┌──

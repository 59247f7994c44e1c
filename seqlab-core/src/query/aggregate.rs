//! Outcome aggregation — group the filtered subset by end point session,
//! count, and rank.
//!
//! Grouping is an explicit first-encounter-keyed routine over a Vec, not a
//! hash map, so tie order is deterministic by construction. The descending
//! sort is Rust's stable `sort_by`, which keeps equal counts in first-
//! encounter order.

use serde::Serialize;

use crate::domain::SequenceRow;

/// One ranked outcome group.
#[derive(Debug, Clone, PartialEq, Serialize)]
pub struct OutcomeStat {
    pub end_point_session: String,
    pub count: usize,
    /// `count / subset_total × 100`, rounded to two decimals. Informational:
    /// the percentages across groups are not renormalized to sum to 100.
    pub percentage: f64,
}

/// Round to two decimal places, half away from zero.
pub fn round2(x: f64) -> f64 {
    (x * 100.0).round() / 100.0
}

/// Group `rows` by end point session and rank by count descending.
///
/// Returns `None` for an empty subset — the expected "no matching data"
/// state, not a failure. Every returned count is ≥ 1 and the counts sum to
/// `rows.len()`.
pub fn aggregate(rows: &[&SequenceRow]) -> Option<Vec<OutcomeStat>> {
    if rows.is_empty() {
        return None;
    }

    let mut groups: Vec<(String, usize)> = Vec::new();
    for row in rows {
        match groups
            .iter_mut()
            .find(|(key, _)| key == &row.end_point_session)
        {
            Some((_, count)) => *count += 1,
            None => groups.push((row.end_point_session.clone(), 1)),
        }
    }

    let total = rows.len();
    let mut stats: Vec<OutcomeStat> = groups
        .into_iter()
        .map(|(end_point_session, count)| OutcomeStat {
            end_point_session,
            count,
            percentage: round2(count as f64 / total as f64 * 100.0),
        })
        .collect();

    // Stable: equal counts keep first-encounter order.
    stats.sort_by(|a, b| b.count.cmp(&a.count));

    Some(stats)
}
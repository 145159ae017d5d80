//! CORS headers for the quote proxy
//!
//! Every response carries the same permissive headers and any `OPTIONS`
//! request is answered directly with an empty 200.

use axum::{
    body::Body,
    extract::Request,
    http::{header, HeaderValue, Method, StatusCode},
    middleware::Next,
    response::Response,
};

pub const ALLOW_ORIGIN: &str = "*";
pub const ALLOW_METHODS: &str = "GET, POST, PUT, DELETE, OPTIONS";
pub const ALLOW_HEADERS: &str = "Content-Type, Authorization";

/// CORS middleware applied to all routes
pub async fn cors_middleware(request: Request, next: Next) -> Response {
    let mut response = if request.method() == Method::OPTIONS {
        let mut preflight = Response::new(Body::empty());
        *preflight.status_mut() = StatusCode::OK;
        preflight
    } else {
        next.run(request).await
    };

    let headers = response.headers_mut();
    headers.insert(
        header::ACCESS_CONTROL_ALLOW_ORIGIN,
        HeaderValue::from_static(ALLOW_ORIGIN),
    );
    headers.insert(
        header::ACCESS_CONTROL_ALLOW_METHODS,
        HeaderValue::from_static(ALLOW_METHODS),
    );
    headers.insert(
        header::ACCESS_CONTROL_ALLOW_HEADERS,
        HeaderValue::from_static(ALLOW_HEADERS),
    );

    response
}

└──

What to work on:
Please copy out each entry exactly as it appears above.

Problem solution:
repository 59247f7994c44e1c
filename seqlab-core/src/query/aggregate.rs
//! Outcome aggregation — group the filtered subset by end point session,
//! count, and rank.
//!
//! Grouping is an explicit first-encounter-keyed routine over a Vec, not a
//! hash map, so tie order is deterministic by construction. The descending
//! sort is Rust's stable `sort_by`, which keeps equal counts in first-
//! encounter order.

use serde::Serialize;

use crate::domain::SequenceRow;

/// One ranked outcome group.
#[derive(Debug, Clone, PartialEq, Serialize)]
pub struct OutcomeStat {
    pub end_point_session: String,
    pub count: usize,
    /// `count / subset_total × 100`, rounded to two decimals. Informational:
    /// the percentages across groups are not renormalized to sum to 100.
    pub percentage: f64,
}

/// Round to two decimal places, half away from zero.
pub fn round2(x: f64) -> f64 {
    (x * 100.0).round() / 100.0
}

/// Group `rows` by end point session and rank by count descending.
///
/// Returns `None` for an empty subset — the expected "no matching data"
/// state, not a failure. Every returned count is ≥ 1 and the counts sum to
/// `rows.len()`.
pub fn aggregate(rows: &[&SequenceRow]) -> Option<Vec<OutcomeStat>> {
    if rows.is_empty() {
        return None;
    }

    let mut groups: Vec<(String, usize)> = Vec::new();
    for row in rows {
        match groups
            .iter_mut()
            .find(|(key, _)| key == &row.end_point_session)
        {
            Some((_, count)) => *count += 1,
            None => groups.push((row.end_point_session.clone(), 1)),
        }
    }

    let total = rows.len();
    let mut stats: Vec<OutcomeStat> = groups
        .into_iter()
        .map(|(end_point_session, count)| OutcomeStat {
            end_point_session,
            count,
            percentage: round2(count as f64 / total as f64 * 100.0),
        })
        .collect();

    // Stable: equal counts keep first-encounter order.
    stats.sort_by(|a, b| b.count.cmp(&a.count));

    Some(stats)
}
repository 145159ae017d5d80
//! CORS headers for the quote proxy
//!
//! Every response carries the same permissive headers and any `OPTIONS`
//! request is answered directly with an empty 200.

use axum::{
    body::Body,
    extract::Request,
    http::{header, HeaderValue, Method, StatusCode},
    middleware::Next,
    response::Response,
};

pub const ALLOW_ORIGIN: &str = "*";
pub const ALLOW_METHODS: &str = "GET, POST, PUT, DELETE, OPTIONS";
pub const ALLOW_HEADERS: &str = "Content-Type, Authorization";

/// CORS middleware applied to all routes
pub async fn cors_middleware(request: Request, next: Next) -> Response {
    let mut response = if request.method() == Method::OPTIONS {
        let mut preflight = Response::new(Body::empty());
        *preflight.status_mut() = StatusCode::OK;
        preflight
    } else {
        next.run(request).await
    };

    let headers = response.headers_mut();
    headers.insert(
        header::ACCESS_CONTROL_ALLOW_ORIGIN,
        HeaderValue::from_static(ALLOW_ORIGIN),
    );
    headers.insert(
        header::ACCESS_CONTROL_ALLOW_METHODS,
        HeaderValue::from_static(ALLOW_METHODS),
    );
    headers.insert(
        header::ACCESS_CONTROL_ALLOW_HEADERS,
        HeaderValue::from_static(ALLOW_HEADERS),
    );

    response
}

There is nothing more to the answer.